The Motion Picture Association of America (MPAA) won a default judgment against the operators of the TorrentSpy.com web site in the U.S. District Court for the Central District of California, located in Los Angeles, with the U.S. District Court Judge holding that, although TorrentSpy’s servers were housed in the Netherlands, TorrentSpy must preserve server data logs held in random access memory containing user IP addresses, discussion forum postings about the trading of movies and moderator identities. TorrentSpy, which provided a central location to find files distributed on BitTorent peer-to-peer networks destroyed those records.
The judge in that case wrote that TorrentSpy “engaged in widespread and systematic efforts to destroy evidence and have provided false testimony under oath in an effort to hide evidence of such destruction.”

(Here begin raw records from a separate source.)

// src/data/collector.rs

//! Collectors of matching lines: [`BoundedCollector`] for backward
//! searches and [`SlidingWindow`] for forward searches.
//!
//! [`BoundedCollector`]: crate::data::collector::BoundedCollector
//! [`SlidingWindow`]: crate::data::collector::SlidingWindow

use crate::common::Count;

use std::collections::VecDeque;

use ::more_asserts::debug_assert_le;

/// Upper limit of up-front allocation for collected lines.
const COLLECT_PREALLOC_MAX: Count = 1024;

/// Accumulates matching lines up to a limit of `count` lines. A `count` of
/// `0` means no limit.
///
/// Lines are kept in insertion order. Since a backward search inserts the
/// most recent line first, the collected lines are most-recent-first.
#[derive(Debug)]
pub struct BoundedCollector {
    count: Count,
    lines: Vec<String>,
}

impl BoundedCollector {
    pub fn new(count: Count) -> BoundedCollector {
        let prealloc: Count = match count {
            0 => 0,
            _ => std::cmp::min(count, COLLECT_PREALLOC_MAX),
        };

        BoundedCollector {
            count,
            lines: Vec::with_capacity(prealloc as usize),
        }
    }

    /// Keep `line` unless the collector is full. Returns `true` if `line`
    /// was kept.
    pub fn accept(&mut self, line: String) -> bool {
        if self.is_full() {
            return false;
        }
        self.lines.push(line);
        debug_assert_le!(self.count_lines(), if self.count == 0 { Count::MAX } else { self.count });

        true
    }

    /// The limit was reached. Never `true` for a `count` of `0`.
    #[inline(always)]
    pub fn is_full(&self) -> bool {
        self.count != 0 && self.count_lines() >= self.count
    }

    #[inline(always)]
    pub fn count_lines(&self) -> Count {
        self.lines.len() as Count
    }

    /// The collected lines in insertion order.
    pub fn into_lines(self) -> Vec<String> {
        self.lines
    }
}

/// A fixed-capacity ring buffer of the most recently pushed `count` lines,
/// evicting the oldest line on overflow. A `count` of `0` means no limit
/// (nothing is ever evicted).
///
/// Used by a forward search, which pushes lines oldest-first.
#[derive(Debug)]
pub struct SlidingWindow {
    count: Count,
    window: VecDeque<String>,
    evicted: Count,
}

impl SlidingWindow {
    pub fn new(count: Count) -> SlidingWindow {
        let prealloc: Count = match count {
            0 => 0,
            _ => std::cmp::min(count, COLLECT_PREALLOC_MAX),
        };

        SlidingWindow {
            count,
            window: VecDeque::with_capacity(prealloc as usize),
            evicted: 0,
        }
    }

    /// Push `line` as the newest line, evicting the oldest line if the
    /// window is at capacity.
    pub fn push(&mut self, line: String) {
        if self.count != 0 && self.window.len() as Count >= self.count {
            self.window.pop_front();
            self.evicted += 1;
        }
        self.window.push_back(line);
    }

    #[inline(always)]
    pub fn count_lines(&self) -> Count {
        self.window.len() as Count
    }

    /// Count of lines evicted so far.
    #[inline(always)]
    pub const fn count_evicted(&self) -> Count {
        self.evicted
    }

    /// The lines, newest first.
    pub fn into_lines_newest_first(self) -> Vec<String> {
        self.window.into_iter().rev().collect()
    }
}
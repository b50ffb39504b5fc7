// src/lib.rs

//! _rlslib_ is the library of the Reverse Log Searcher, driven by the
//! binary program _rlsearch_.
//!
//! Given a large, append-only, line-oriented text file, _rlslib_ returns the
//! most recent _N_ lines satisfying a keyword predicate. The file is read
//! backwards in fixed-size chunks and reading stops as soon as enough
//! matching lines are found. For a small _N_ and recent matches the cost
//! of a search is proportional to the bytes near the end of the file, not
//! to the file size.
//!
//! ## Overview
//!
//! * A [`search`] call validates a [`SearchRequest`], opens the file, and
//!   hands it to one of the search [`Strategy`]s.
//! * The default strategy is driven by a [`ReverseSearcher`].
//! * A `ReverseSearcher` drives a [`ChunkReader`] and a [`LineAssembler`] to
//!   derive lines, tests each line with a [`MatchPredicate`], and keeps
//!   matches in a [`BoundedCollector`].
//! * A `ChunkReader` reads bytes from a [`ByteSource`].
//!
//! The remaining modules are helpers for the _rlsearch_ program: resolving
//! a file name within a search directory, listing a search directory, and
//! printing results.
//!
//! [`search`]: crate::readers::searchprocessor::search
//! [`SearchRequest`]: crate::data::request::SearchRequest
//! [`Strategy`]: crate::data::request::Strategy
//! [`ReverseSearcher`]: crate::readers::reversesearcher::ReverseSearcher
//! [`ChunkReader`]: crate::readers::chunkreader::ChunkReader
//! [`LineAssembler`]: crate::readers::lineassembler::LineAssembler
//! [`MatchPredicate`]: crate::data::predicate::MatchPredicate
//! [`BoundedCollector`]: crate::data::collector::BoundedCollector
//! [`ByteSource`]: crate::readers::bytesource::ByteSource

pub mod common;
pub mod data;
pub mod debug;
pub mod printer;
pub mod readers;
#[cfg(test)]
pub mod tests;
// src/tests/cursor_tests.rs

//! tests for `cursor.rs`

#![allow(non_snake_case)]

use crate::common::{FileOffset, FileSz};
use crate::data::cursor::Cursor;
use crate::readers::chunkreader::ChunkSz;

use ::test_case::test_case;

#[test]
fn test_Cursor_new() {
    let cursor = Cursor::new(100);
    assert_eq!(cursor.current_pos(), 100);
    assert_eq!(cursor.window_end_pos(), 100);
    assert_eq!(cursor.fileoffset_end(), 100);
    assert!(!cursor.is_start());
}

#[test]
fn test_Cursor_new_empty() {
    let cursor = Cursor::new(0);
    assert!(cursor.is_start());
    assert!(cursor.is_starting_edge(1));
}

#[test_case(100, 10, (90, 100))]
#[test_case(5, 10, (0, 5))]
#[test_case(10, 10, (0, 10))]
#[test_case(0, 10, (0, 0))]
#[test_case(1, 1, (0, 1))]
fn test_Cursor_next_window(
    filesz: FileSz,
    chunksz: ChunkSz,
    expect: (FileOffset, FileOffset),
) {
    let cursor = Cursor::new(filesz);
    assert_eq!(cursor.next_window(chunksz), expect);
}

#[test_case(100, 10, false)]
#[test_case(10, 10, false)]
#[test_case(9, 10, true)]
#[test_case(0, 10, true)]
fn test_Cursor_is_starting_edge(
    filesz: FileSz,
    chunksz: ChunkSz,
    expect: bool,
) {
    let cursor = Cursor::new(filesz);
    assert_eq!(cursor.is_starting_edge(chunksz), expect);
}

#[test]
fn test_Cursor_retreat_to() {
    let mut cursor = Cursor::new(25);
    let chunksz: ChunkSz = 10;
    let mut windows: Vec<(FileOffset, FileOffset)> = Vec::new();
    while !cursor.is_start() {
        let (beg, end) = cursor.next_window(chunksz);
        windows.push((beg, end));
        cursor.retreat_to(beg);
        assert_eq!(cursor.current_pos(), beg);
        assert_eq!(cursor.window_end_pos(), end);
        assert_eq!(cursor.fileoffset_end(), 25);
    }
    assert_eq!(windows, vec![(15, 25), (5, 15), (0, 5)]);
}

#[test]
#[should_panic]
fn test_Cursor_retreat_to_forward_panics() {
    let mut cursor = Cursor::new(25);
    cursor.retreat_to(10);
    cursor.retreat_to(11);
}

If this ruling stands, where you surf and what you download may be discoverable in third-party lawsuits that you know nothing about.
And, don’t try to sneak out of the country with your computer. Adam Liptak wrote in the New York Times that the border is a privacy-free zone and the government, namely the U.S. Customs and Border Protection Agency, has the right to take a look at your laptop computer, open up the folders on that computer and peer inside as it can do with your luggage.
So downloading the latest movie release or any other illegal content onto your computer and watching it for free may be no less risk-free as bringing a video camera into your local movie house and taping that film.